Friday, February 27, 2015

Case Against Company And Director Over 2006 Battersea Fatal Crane Collapse Moves To Southwark Crown Court On 11th March

At the hearing this week the judge expressed concern that it has taken nearly 9 years for charges to be brought for these deaths due to a crane collapse says GMB.

The case against a crane hire company and its director over the deaths of an employee and member of the public when a tower crane collapsed at a construction site in Battersea over 8 years ago has been moved to Southwark Crown Court which a hearing scheduled for 9.30am 11th March 2015.

This follows a first appearance at Westminster Magistrates Court at 2pm on Wednesday 25th February where Falcon Crane Hire Ltd and Douglas Genge were charged with Health &Safety at Work Act (HSWA) breaches after HSE identified alleged failings with maintenance and overloading of the crane in question.

Jonathon Cloke, 37, fell to his death from inside the cab of the crane when it overloaded and snapped at a Barratt Homes site in September 2006. A section of the crane then struck and killed Michael Alexa, 23, as he cleaned his car in a neighbouring street outside the development.

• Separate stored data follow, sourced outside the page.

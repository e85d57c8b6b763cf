use std::fmt;
use std::sync::Arc;

use http::HeaderValue;
use serde::de::DeserializeOwned;
use serde_json::Value;
use tracing::{debug, warn};
use url::Url;

use crate::schema::{Schema, SchemaValidator, TreeValidator};

mod builder;
pub use self::builder::{CloudClientBuilder, ConfigError};

mod credentials;
pub use self::credentials::{Credentials, SecureString};

mod descriptor;
pub use self::descriptor::{DescriptorError, Payload, Query, RequestDescriptor, encode_segment};

mod error;
pub use self::error::{FetchError, NO_CONTENT_MESSAGE, Violation};

mod executor;
pub use self::executor::ACCEPT_JSON;

mod output;
pub use self::output::Output;

mod pagination;
pub use self::pagination::{
    DEFAULT_PAGE_LIMIT, DEFAULT_TOKEN_PARAM, PAGE_LIMIT_PARAM, Page, PaginationConfig, page_schema,
};

mod transport;
pub use self::transport::{HttpRequest, HttpResponse, ReqwestTransport, Transport, TransportError};

/// Client of a versioned JSON API: builds requests, classifies failures,
/// validates bodies and walks paginated lists.
///
/// The client is immutable once built. Cloning it is cheap and clones share the transport,
/// so independent calls can run concurrently.
///
/// # Example
///
/// ```rust,no_run
/// use cloudfetch_core::{CloudClient, Credentials, ReqwestTransport, RequestDescriptor, Schema};
///
/// # async fn example() -> Result<(), Box<dyn std::error::Error>> {
/// let credentials = Credentials::new("https://api.example.com".parse()?, "some-key");
/// let client = CloudClient::builder(credentials, ReqwestTransport::new()).build()?;
///
/// let schema: Schema = Schema::object().required("token", Schema::string()).into();
/// let token: serde_json::Value = client
///     .fetch(&RequestDescriptor::new("account/service-token")?, &schema)
///     .await?;
/// # Ok(())
/// # }
/// ```
pub struct CloudClient<T, V = TreeValidator> {
    endpoint: Url,
    authorization: HeaderValue,
    transport: Arc<T>,
    validator: Arc<V>,
    pagination: PaginationConfig,
}

impl<T, V> Clone for CloudClient<T, V> {
    fn clone(&self) -> Self {
        Self {
            endpoint: self.endpoint.clone(),
            authorization: self.authorization.clone(),
            transport: Arc::clone(&self.transport),
            validator: Arc::clone(&self.validator),
            pagination: self.pagination.clone(),
        }
    }
}

impl<T, V> fmt::Debug for CloudClient<T, V> {
    fn fmt(&self, f: &mut fmt::Formatter<'_>) -> fmt::Result {
        f.debug_struct("CloudClient")
            .field("endpoint", &self.endpoint.as_str())
            .field("pagination", &self.pagination)
            .finish_non_exhaustive()
    }
}

impl<T> CloudClient<T, TreeValidator>
where
    T: Transport,
{
    /// Starts configuring a client. The transport is always explicit.
    pub fn builder(credentials: Credentials, transport: T) -> CloudClientBuilder<T> {
        CloudClientBuilder::new(credentials, transport)
    }
}

impl<T, V> CloudClient<T, V>
where
    T: Transport,
    V: SchemaValidator,
{
    /// The API root.
    pub fn endpoint(&self) -> &Url {
        &self.endpoint
    }

    /// The pagination settings.
    pub fn pagination(&self) -> &PaginationConfig {
        &self.pagination
    }

    /// The URL a descriptor resolves to.
    pub fn url_for(&self, descriptor: &RequestDescriptor) -> Url {
        executor::build_url(&self.endpoint, descriptor)
    }

    /// Sends one request and classifies its outcome, without validation.
    ///
    /// # Errors
    ///
    /// [`FetchError::Transport`] when no response was received,
    /// [`FetchError::Status`] for a status outside `2xx`,
    /// [`FetchError::Validation`] for a `2xx` body that is not JSON.
    pub async fn execute(&self, descriptor: &RequestDescriptor) -> Result<Output, FetchError> {
        let request = executor::build_request(&self.endpoint, &self.authorization, descriptor);
        executor::execute(self.transport.as_ref(), request).await
    }

    /// Sends one request, validates the body against `schema` and decodes it into `R`.
    ///
    /// Validation only happens when the request succeeded.
    /// An empty body is decoded from `null`, so `()` or `Option<_>` fit schemas accepting it.
    ///
    /// # Errors
    ///
    /// Any [`FetchError`] of [`CloudClient::execute`], or [`FetchError::Validation`] when
    /// the body does not match `schema` or cannot be decoded into `R`.
    pub async fn fetch<R>(
        &self,
        descriptor: &RequestDescriptor,
        schema: &Schema,
    ) -> Result<R, FetchError>
    where
        R: DeserializeOwned,
    {
        let output = self.execute(descriptor).await?;

        let value = self.validator.validate(schema, &output).map_err(|violations| {
            warn!(
                resource = descriptor.resource(),
                violations = violations.len(),
                "response does not match its schema"
            );
            FetchError::validation(violations)
        })?;

        decode(value).inspect_err(|err| {
            warn!(resource = descriptor.resource(), %err, "response cannot be decoded");
        })
    }

    /// Fetches a single page of a list endpoint.
    ///
    /// `token` is the continuation token of the previous page, `None` for the first one.
    ///
    /// # Errors
    ///
    /// Same as [`CloudClient::fetch`].
    pub async fn fetch_page<I>(
        &self,
        descriptor: &RequestDescriptor,
        item_schema: &Schema,
        token: Option<&str>,
    ) -> Result<Page<I>, FetchError>
    where
        I: DeserializeOwned,
    {
        let schema = page_schema(item_schema.clone());
        self.fetch_page_with(descriptor, &schema, token).await
    }

    /// Fetches every page of a list endpoint and returns all items in page order.
    ///
    /// # Errors
    ///
    /// The error of the first failing page, items of previous pages are dropped.
    /// [`FetchError::PageLimitExceeded`] when a page ceiling is configured and reached.
    pub async fn fetch_all<I>(
        &self,
        descriptor: &RequestDescriptor,
        item_schema: &Schema,
    ) -> Result<Vec<I>, FetchError>
    where
        I: DeserializeOwned,
    {
        let schema = page_schema(item_schema.clone());
        debug!(resource = descriptor.resource(), "fetching all pages");

        pagination::paginate(&self.pagination, |token| {
            let schema = &schema;
            async move {
                self.fetch_page_with(descriptor, schema, token.as_deref())
                    .await
            }
        })
        .await
    }

    async fn fetch_page_with<I>(
        &self,
        descriptor: &RequestDescriptor,
        schema: &Schema,
        token: Option<&str>,
    ) -> Result<Page<I>, FetchError>
    where
        I: DeserializeOwned,
    {
        let query = self.pagination.page_query(descriptor.query(), token);
        let descriptor = descriptor.clone().with_query(query);
        self.fetch(&descriptor, schema).await
    }
}

fn decode<R>(value: Value) -> Result<R, FetchError>
where
    R: DeserializeOwned,
{
    serde_path_to_error::deserialize(value).map_err(|err| {
        let path = err
            .path()
            .iter()
            .filter_map(|segment| match segment {
                serde_path_to_error::Segment::Seq { index } => Some(index.to_string()),
                serde_path_to_error::Segment::Map { key } => Some(key.clone()),
                serde_path_to_error::Segment::Enum { variant } => Some(variant.clone()),
                serde_path_to_error::Segment::Unknown => None,
            })
            .map(|token| format!("/{}", token.replace('~', "~0").replace('/', "~1")))
            .collect::<String>();
        FetchError::validation(vec![Violation::new(path, err.into_inner().to_string())])
    })
}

John McClean, GMB National Health and Safety Officer, said “At the hearing this week the judge expressed concern that it has taken nearly 9 years for charges to be brought against the company and the director for these deaths due to a crane collapse.

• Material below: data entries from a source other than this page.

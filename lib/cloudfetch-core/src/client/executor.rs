use headers::HeaderMapExt;
use http::header::{ACCEPT, AUTHORIZATION, CONTENT_LENGTH};
use http::{HeaderMap, HeaderValue};
use tracing::{debug, warn};
use url::Url;

use super::descriptor::RequestDescriptor;
use super::error::{FetchError, NO_CONTENT_MESSAGE, Violation};
use super::output::Output;
use super::transport::{HttpRequest, HttpResponse, Transport};

/// Value of the `Accept` header sent with every request.
pub const ACCEPT_JSON: &str = "application/json; charset=utf-8";

/// `<endpoint>/v1/<resource>[?<query>]`
///
/// Any path already present on the endpoint is kept, a trailing slash is dropped.
/// An absent or empty query produces no `?`.
pub(crate) fn build_url(endpoint: &Url, descriptor: &RequestDescriptor) -> Url {
    let mut url = endpoint.clone();
    let base_path = endpoint.path().trim_end_matches('/');
    url.set_path(&format!("{base_path}/v1/{}", descriptor.resource()));
    url.set_fragment(None);
    url.set_query(None);

    if let Some(query) = descriptor.query()
        && !query.is_empty()
    {
        url.query_pairs_mut().extend_pairs(query.iter());
    }

    url
}

pub(crate) fn build_request(
    endpoint: &Url,
    authorization: &HeaderValue,
    descriptor: &RequestDescriptor,
) -> HttpRequest {
    let url = build_url(endpoint, descriptor);

    let mut headers = HeaderMap::new();
    headers.insert(AUTHORIZATION, authorization.clone());
    headers.insert(ACCEPT, HeaderValue::from_static(ACCEPT_JSON));

    let body = descriptor.payload().map(|payload| {
        headers.typed_insert(payload.content_type().clone());
        payload.body().clone()
    });

    HttpRequest {
        method: descriptor.method(),
        url,
        headers,
        body,
    }
}

fn has_no_content(response: &HttpResponse) -> bool {
    response.body.is_empty()
        || response
            .headers
            .get(CONTENT_LENGTH)
            .is_some_and(|length| length.as_bytes() == b"0")
}

pub(crate) fn classify(response: HttpResponse) -> Result<Output, FetchError> {
    let status = response.status;

    if !status.is_success() {
        let message = if has_no_content(&response) {
            NO_CONTENT_MESSAGE.to_string()
        } else {
            String::from_utf8_lossy(&response.body).into_owned()
        };
        warn!(status = status.as_u16(), %message, "request failed");
        return Err(FetchError::Status {
            status_code: status.as_u16(),
            message,
        });
    }

    if has_no_content(&response) {
        debug!(status = status.as_u16(), "empty response");
        return Ok(Output::Empty);
    }

    serde_json::from_slice(&response.body)
        .map(Output::Json)
        .map_err(|err| {
            warn!(status = status.as_u16(), %err, "response body is not JSON");
            FetchError::validation(vec![Violation::new(
                "",
                format!("Expected a JSON body: {err}"),
            )])
        })
}

/// Performs exactly one round trip and classifies its outcome.
pub(crate) async fn execute<T>(transport: &T, request: HttpRequest) -> Result<Output, FetchError>
where
    T: Transport,
{
    debug!(method = %request.method, url = %request.url, "executing request");
    let response = transport.send(request).await.map_err(|err| {
        warn!(%err, "transport failure");
        FetchError::from(err)
    })?;

    classify(response)
}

The case now moves to the Crown Court. GMB will discuss with the local trade unions and the families whether to stage a protest outside the Court on March 11th.

Faulty crane maintenance caused these deaths.  The Notification of Conventional Tower Crane Regulations 2010, introduced after a Battersea led campaign to prevent further crane deaths, which set out the duty to notify the use of conventional tower cranes on construction sites to HSE, have since been revoked as “red tape”. See notes to editors for copy of HSE press release of April 2010 on the Tower Crane Regulations.

Employer pressure led to these regulations being revoked and the associated Register closed down so from April 2013 there is no longer a duty to notify tower cranes on construction sites to HSE.

The long interval between the deaths and the court case and the revoking of regulations on crane collapses “as red tape” provide a clear example of how little human life is valued.”


Contact: John McClean GMB 07710 631 329 or Dan Shears 07918 767781 GMB Press Office 07921 289 880 or 07974 251 823

Notes to editors

HSE press release dated April 2010

New tower crane regulations come into force on 6 April 2010

New regulations come into force today (6 April) requiring the Health and Safety Executive (HSE) to be notified of conventional tower cranes installed on construction sites.

The new regulations:

place the duty to notify on the employer

require notification of the relevant information within 14 days of thorough examination of the crane

require cranes already erected when the Regulations come into force to be registered within 28 days

allow electronic notification via the HSE website

Details that would have to be notified to HSE are:

the site address where the tower crane is being used

the name and address of the crane owners/lessors

details needed to identify the crane

the date of its thorough examination

details of the employer for whom the examination was made

whether any defects posing a risk of serious injury were detected

All details notified will be contained in a register that will be open to public scrutiny. Notifications will be subject to an administration fee of £20.

Notes to editors

The new regulations are the Notification of Conventional Tower Cranes Regulations, SI 2010 No.333 and the Notification of Conventional Tower Cranes (Amendment) Regulations SI 2010 No.811

The Lifting Operations and Lifting Equipment Regulations 1998 require tower cranes to be thoroughly examined by a competent person before first use and on a periodic basis (6 or 12 months depending if they are used to lift persons) or in accordance with a written scheme of examination.

There are two main types of tower cranes, known as conventional (or 'assisted-erected') and 'self erectors'. Conventional cranes are transported in pieces and assembled on site. Self-erecting tower cranes are complete units that are brought to site and then unfolded.